Along the way, however, Cilento and Gamble might mislead that novice reader with an overly broad application of two central terms. They offer no clarification or qualification when applying “Victorian” to the Americans Edgar Allan Poe, Louisa May Alcott, Emily Dickinson, and Nathaniel Hawthorne—or to W.B. Yeats, who was born when Dublin was under Queen Victoria’s rule (1837-1901) but lived well after the rise of Irish independence. “Nineteenth-century” might have been more accurate. The writers also fail to fully define what they mean by “spiritualism,” though this is key to their examination of authors’ influences. They establish that the spiritualist movement began in 1848, when the Fox sisters famously claimed to communicate with spirits (pp. 1-2). There’s no further digging, though, into the history of “knocking ghosts,” which predates the important Cock Lane case of 1762 and which the Foxes adapted; into mesmerism, with its entranced subjects and exhibitions called “séances”; or into concurrent religious movements such as Mormonism or Adventism.

This lax handling of history seems to lead the duo to make some confusing claims. The four novels by the Brontë sisters that they discuss were published in 1847-48, but we read that these authors had an “engagement with spiritualism” and wrote by “drawing upon the spiritualist movement” (pp. 31-32). Similarly, despite dying in 1849, Poe was subject to the “spiritualist movement’s influence” (p. 48) and also had an “engagement with spiritualism” (p. 49). Other authors are said to have had reservations about the movement or to have been not especially interested in it (see pp. 75, 95, 112, 124, and 153). Nonetheless, Cilento and Gamble link them to it by repeatedly labelling grief, ghosts, the divine, the afterlife, etc. as “spiritualist ideas,” “spiritualist motifs,” and “spiritualist themes.” While spiritualists certainly shared such concerns, treating them as specifically spiritualist (or Victorian, for that matter) instead of, let’s say, human weakens what seems to be a major thesis of the book.

In fact, I struggled to grasp the book’s exact thesis or theses, but I’ll attribute this to the authors not having had scholarly readers in mind. Despite the many written sources examined in the book, Cilento and Gamble provide only scant evidence in the form of quotations or paraphrases. I found no outright false claims when I knew the subject well enough to judge them, but offering supporting evidence is standard procedure in academic discourse. The bibliography is incomplete, too, in that several more works are named in the main text than are listed at the end. For example, while five of Doyle’s works are mentioned in his chapter, only one is in the bibliography. The chapter on Dickinson covers five poems and one letter, but she’s not in the bibliography at all. I found this shortcoming especially frustrating when Cilento and Gamble refer to Dickens’s “journalistic writings” debunking spiritualist frauds (p. 18), Elizabeth Barrett Browning’s letters showing “her openness to spiritualist phenomena” (p. 41), Alcott’s written record of “her belief in the continued presence of her sister’s spirit” (p. 57), Wilde’s “essays and conversations” deriding mediums and their supporters (p. 73), and other sources I would very much like to consult.

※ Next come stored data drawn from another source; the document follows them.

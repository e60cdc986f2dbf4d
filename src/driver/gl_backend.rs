//! Shader compilation through the raw `gl` bindings.

use std::ffi::CStr;
use std::ptr::null_mut;

use gl::types::{GLchar, GLenum, GLint, GLuint};

use super::{ShaderCompiler, ShaderHandle, ShaderStage};
use crate::errors::{PipelineError, Result};
use crate::settings::{DeviceCaps, GlslVersion};

fn gl_shader_type(stage: ShaderStage) -> GLenum {
    match stage {
        ShaderStage::Vertex => gl::VERTEX_SHADER,
        ShaderStage::Fragment => gl::FRAGMENT_SHADER,
    }
}

/// [`ShaderCompiler`] over the current GL context.
#[derive(Debug)]
pub struct GlShaderCompiler {
    _not_send: std::marker::PhantomData<*const ()>,
}

impl GlShaderCompiler {
    /// # Safety
    ///
    /// The GL function pointers must be loaded (`gl::load_with`) and the
    /// context they belong to must stay current on this thread for as long as
    /// the compiler is used.
    #[must_use]
    pub unsafe fn new() -> Self {
        Self {
            _not_send: std::marker::PhantomData,
        }
    }

    /// Queries the capabilities of the current context.
    ///
    /// Falls back to [`DeviceCaps::default`] for anything the driver does not
    /// report.
    #[must_use]
    pub fn detect_caps(&self) -> DeviceCaps {
        // SAFETY: `new` requires a current context with loaded pointers.
        let (version, glsl, extensions) = unsafe {
            (
                gl_string(gl::VERSION),
                gl_string(gl::SHADING_LANGUAGE_VERSION),
                gl_extensions(),
            )
        };

        let es = version.starts_with("OpenGL ES");
        let major = version
            .split_whitespace()
            .find(|w| w.starts_with(|c: char| c.is_ascii_digit()))
            .and_then(|w| w.split('.').next())
            .and_then(|m| m.parse::<u32>().ok())
            .unwrap_or(0);
        let has = |name: &str| extensions.iter().any(|e| e == name);

        let mut caps = DeviceCaps {
            glsl: GlslVersion::parse(&glsl).unwrap_or_default(),
            ..DeviceCaps::default()
        };
        if es {
            caps.glsl.es = true;
            caps.fixed_function_alpha_test = false;
            caps.alpha_textures = true;
            caps.texture_rg = major >= 3 || has("GL_EXT_texture_rg");
            caps.texture_3d = major >= 3 || has("GL_OES_texture_3D");
            caps.texture_rectangle = false;
        } else {
            let core = major >= 3 && !has("GL_ARB_compatibility");
            caps.fixed_function_alpha_test = !core;
            caps.alpha_textures = !core;
            caps.texture_rg = major >= 3 || has("GL_ARB_texture_rg");
            caps.texture_3d = true;
            caps.texture_rectangle = major >= 3 || has("GL_ARB_texture_rectangle");
        }

        log::debug!("Detected GL '{version}', GLSL '{glsl}': {caps:?}");
        caps
    }
}

unsafe fn gl_string(name: GLenum) -> String {
    let ptr = unsafe { gl::GetString(name) };
    if ptr.is_null() {
        return String::new();
    }
    unsafe { CStr::from_ptr(ptr.cast()) }
        .to_string_lossy()
        .into_owned()
}

unsafe fn gl_extensions() -> Vec<String> {
    let mut count: GLint = 0;
    unsafe { gl::GetIntegerv(gl::NUM_EXTENSIONS, &mut count) };
    if count > 0 {
        return (0..count as GLuint)
            .filter_map(|i| {
                let ptr = unsafe { gl::GetStringi(gl::EXTENSIONS, i) };
                (!ptr.is_null())
                    .then(|| unsafe { CStr::from_ptr(ptr.cast()) }.to_string_lossy().into_owned())
            })
            .collect();
    }

    unsafe { gl_string(gl::EXTENSIONS) }
        .split_whitespace()
        .map(str::to_owned)
        .collect()
}

impl ShaderCompiler for GlShaderCompiler {
    fn create_shader(&mut self, stage: ShaderStage) -> Result<ShaderHandle> {
        // SAFETY: see `GlShaderCompiler::new`.
        let handle = unsafe { gl::CreateShader(gl_shader_type(stage)) };
        if handle == 0 {
            return Err(PipelineError::ShaderCompile(
                "unable to create shader object".to_string(),
            ));
        }
        log::debug!("Created {stage:?} shader {handle}");
        Ok(ShaderHandle(handle))
    }

    fn compile(&mut self, shader: ShaderHandle, source: &str) -> Result<()> {
        let ptr = source.as_ptr().cast::<GLchar>();
        let len = source.len() as GLint;

        // SAFETY: see `GlShaderCompiler::new`. The source is passed with an
        // explicit length, so it does not need to be NUL terminated.
        unsafe {
            gl::ShaderSource(shader.0, 1, &raw const ptr, &raw const len);
            gl::CompileShader(shader.0);

            let mut compiled: GLint = gl::FALSE.into();
            gl::GetShaderiv(shader.0, gl::COMPILE_STATUS, &mut compiled);
            if compiled == GLint::from(gl::TRUE) {
                return Ok(());
            }

            let mut log_len: GLint = 0;
            gl::GetShaderiv(shader.0, gl::INFO_LOG_LENGTH, &mut log_len);
            let mut log: Vec<u8> = vec![0; log_len.max(0) as usize];
            gl::GetShaderInfoLog(shader.0, log_len, null_mut(), log.as_mut_ptr().cast());
            if let Some(end) = log.iter().position(|&b| b == 0) {
                log.truncate(end);
            }

            Err(PipelineError::ShaderCompile(
                String::from_utf8_lossy(&log).into_owned(),
            ))
        }
    }

    fn delete_shader(&mut self, shader: ShaderHandle) {
        // SAFETY: see `GlShaderCompiler::new`.
        unsafe { gl::DeleteShader(shader.0) };
        log::debug!("Deleted shader {}", shader.0);
    }
}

A few other fixes might have made the book more reader-friendly. Many chapters tend to wander and loop: after some author biography, a work is examined, then another work, more biography, back to the first work, etc. I recommend chapter subtitles as being helpful for both writers and readers. Titles of literary works are almost all in italics, though short story titles and most poem titles conventionally appear in quotation marks, even when academics aren’t the target audience. Perhaps the most telling sign of overly eager publication comes in the afterword: “As the chapters of Shadows and Quills have shown…” (p. 171). This title isn’t clarified before or after, and I have an inkling it was the working title of what became The Pen and the Planchette. Another draft or two would have made—and can still—make this a better, more readable book.